While there is plenty of competition among athletic and athleisure retailers, UBS sees Nike as a long-term outperformer and has a $185 price target on the stock, implying a 26% increase. This year, it is up about 6%. Nike’s stock has recently underperformed after the company issued a warning about supply chain issues.
“We believe the market underappreciates how Nike’s investments in product innovation, supply chain, and e-commerce are working in concert to drive unit growth and average selling price increases,” analyst Jay Sole wrote in the note. “The Nike brand currently ranks first in global mindshare, and the company has significant room to reduce promotions.”
The crude and natural gas company EOG Resources, which has the most implied upside, will face some inflationary pressure in 2022, but UBS expects its capital efficiency to offset some of that pressure. It sees a 42 percent increase in EOG. This year, the stock has increased by 75%.
Semiconductor chips stocks
For months, the supply of semiconductor chips — which are used in everything from household appliances to smartphones and vehicles — has been tight, with automakers struggling to keep up. Semiconductors are essential to the operation of a car and are an essential component of electric vehicles.
While demand for semiconductors has increased, there is still room for growth, according to a research note issued by BofA on September 27 on suppliers to the auto industry. “Investors may be underestimating chip suppliers’ newfound pricing power, including their ability to pass along rising foundry costs,” they said. A foundry, also known as a fabrication plant, is a factory that manufactures chips for other companies.
“Another important factor driving auto semi sales growth in 2021 has been the acceleration in Electric Vehicle (EV) penetration,” the analysts wrote. They added that EVs have two to four times the semiconductor “content” of a standard vehicle.
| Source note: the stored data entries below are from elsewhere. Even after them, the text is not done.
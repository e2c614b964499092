use anyhow::Result;
use async_trait::async_trait;
use chrono::{DateTime, Utc};
use serde::{Deserialize, Serialize};

use crate::net::{Request, Response};

#[derive(Debug, Clone, Serialize, Deserialize)]
pub struct CachedData<T> {
    pub data: T,
    pub cached_at: DateTime<Utc>,
}

impl<T> CachedData<T> {
    pub fn new(data: T) -> Self {
        Self {
            data,
            cached_at: Utc::now(),
        }
    }

    pub fn age_minutes(&self) -> i64 {
        let now = Utc::now();
        (now - self.cached_at).num_minutes()
    }

    pub fn age_display(&self) -> String {
        let minutes = self.age_minutes();
        if minutes < 1 {
            // Clock skew lands here too
            "just now".to_string()
        } else if minutes < 60 {
            format!("{}m ago", minutes)
        } else if minutes < 1440 {
            let hours = minutes / 60;
            if minutes % 60 >= 30 {
                format!("{}h ago", hours + 1)
            } else {
                format!("{}h ago", hours)
            }
        } else {
            let days = minutes / 1440;
            if (minutes % 1440) / 60 >= 12 {
                format!("{}d ago", days + 1)
            } else {
                format!("{}d ago", days)
            }
        }
    }
}

/// Options for looking up a cached response.
#[derive(Debug, Clone, Copy, Default, PartialEq, Eq)]
pub struct MatchOptions {
    /// Compare URLs without their query string and fragment.
    pub ignore_search: bool,
}

impl MatchOptions {
    pub fn ignoring_search() -> Self {
        Self { ignore_search: true }
    }
}

/// One request/response pair inside a partition.
#[derive(Debug, Clone, Serialize, Deserialize)]
pub struct CacheEntry {
    pub key: String,
    pub search_key: String,
    pub response: CachedData<Response>,
}

impl CacheEntry {
    pub fn new(request: &Request, response: Response) -> Self {
        Self {
            key: request.cache_key(),
            search_key: request.search_insensitive_key(),
            response: CachedData::new(response),
        }
    }

    pub fn matches(&self, request: &Request, options: MatchOptions) -> bool {
        if options.ignore_search {
            self.search_key == request.search_insensitive_key()
        } else {
            self.key == request.cache_key()
        }
    }
}

/// A named cache bucket. Entries are kept in write order, most recent last.
#[derive(Debug, Clone, Serialize, Deserialize)]
pub struct Partition {
    pub created_at: DateTime<Utc>,
    #[serde(default)]
    pub entries: Vec<CacheEntry>,
}

impl Partition {
    pub fn new() -> Self {
        Self {
            created_at: Utc::now(),
            entries: Vec::new(),
        }
    }

    /// Store the response for this exact request. A rewrite moves the entry
    /// to the most recent position.
    pub fn put(&mut self, request: &Request, response: Response) {
        let entry = CacheEntry::new(request, response);
        self.entries.retain(|e| e.key != entry.key);
        self.entries.push(entry);
    }

    /// Look up a request. An exact URL match always wins; otherwise the most
    /// recently written match is returned.
    pub fn find(&self, request: &Request, options: MatchOptions) -> Option<&CacheEntry> {
        let key = request.cache_key();
        self.entries
            .iter()
            .rev()
            .find(|e| e.key == key)
            .or_else(|| self.entries.iter().rev().find(|e| e.matches(request, options)))
    }

    pub fn info(&self, name: &str) -> PartitionInfo {
        let created = CachedData {
            data: (),
            cached_at: self.created_at,
        };
        PartitionInfo {
            name: name.to_string(),
            entries: self.entries.len(),
            age: created.age_display(),
        }
    }
}

impl Default for Partition {
    fn default() -> Self {
        Self::new()
    }
}

/// Summary of a partition for status displays.
#[derive(Debug, Clone)]
pub struct PartitionInfo {
    pub name: String,
    pub entries: usize,
    pub age: String,
}

/// Partitioned request/response storage, the capability behind the cache
/// controller. Partitions are created on first `put`.
#[async_trait]
pub trait CacheStorage: Send + Sync {
    /// Partition names in creation order.
    async fn keys(&self) -> Result<Vec<String>>;

    /// Delete a partition. Returns whether it existed.
    async fn delete(&self, partition: &str) -> Result<bool>;

    async fn put(&self, partition: &str, request: &Request, response: &Response) -> Result<()>;

    async fn match_in(
        &self,
        partition: &str,
        request: &Request,
        options: MatchOptions,
    ) -> Result<Option<Response>>;

    async fn info(&self, partition: &str) -> Result<Option<PartitionInfo>>;

    /// Search every partition in creation order.
    async fn match_any(&self, request: &Request, options: MatchOptions) -> Result<Option<Response>> {
        for name in self.keys().await? {
            if let Some(response) = self.match_in(&name, request, options).await? {
                return Ok(Some(response));
            }
        }
        Ok(None)
    }
}
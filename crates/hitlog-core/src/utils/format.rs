use chrono::NaiveDate;

use crate::models::Unit;

/// Lowercase and collapse runs of whitespace, for search comparisons
pub fn normalize_search(s: &str) -> String {
    s.split_whitespace()
        .map(|w| w.to_lowercase())
        .collect::<Vec<_>>()
        .join(" ")
}

/// Case- and whitespace-insensitive substring match. An empty needle matches
/// everything.
pub fn contains_ignore_case(haystack: &str, needle: &str) -> bool {
    normalize_search(haystack).contains(&normalize_search(needle))
}

/// Format a weight stored in kilograms for display in `unit`
pub fn format_weight(weight_kg: Option<f64>, unit: Unit) -> String {
    match weight_kg {
        Some(kg) => {
            let value = unit.from_kg(kg);
            let rounded = (value * 10.0).round() / 10.0;
            if rounded.fract() == 0.0 {
                format!("{:.0} {}", rounded, unit)
            } else {
                format!("{:.1} {}", rounded, unit)
            }
        }
        None => "-".to_string(),
    }
}

/// Format a workout date the way history listings show it
pub fn format_date(date: NaiveDate) -> String {
    date.format("%b %d, %Y").to_string()
}

/// Truncate a string to a maximum length, adding ellipsis if needed
pub fn truncate_string(s: &str, max_len: usize) -> String {
    if s.chars().count() <= max_len {
        s.to_string()
    } else if max_len <= 3 {
        s.chars().take(max_len).collect()
    } else {
        let truncated: String = s.chars().take(max_len - 3).collect();
        format!("{}...", truncated)
    }
}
Semiconductors are also used in advanced driver assistance systems (or ADAS), which are found in many vehicles. According to BofA, the ADAS market will grow at a rate of more than 20% per year.
The following are the bank’s top stock picks in the sector:
Analog Devices is a favorite of the bank because of its “best in class profitability” and differentiated products. Earlier this month, the company announced a $2.5 billion share buyback program, which means it will return cash to shareholders.
Infineon, a German firm, was praised by the bank for its “superior organic sales” and “leading positions in large, long growth duration automotive and industrial semiconductor markets.”
Microchip Technology was chosen for its combination of “growth, execution, profitability, and leverage.” Ganesh Moorthy, the company’s CEO, has warned that the chip shortage could last until next year.
Texas Instruments was recognized for its “best-in-class profitability and cash flow returns.”
NXP Semiconductors is a Dutch company.
“We reiterate auto semis as a top three preferred group (along with computing and capex/semicap equipment) for the coming year,” the analysts concluded.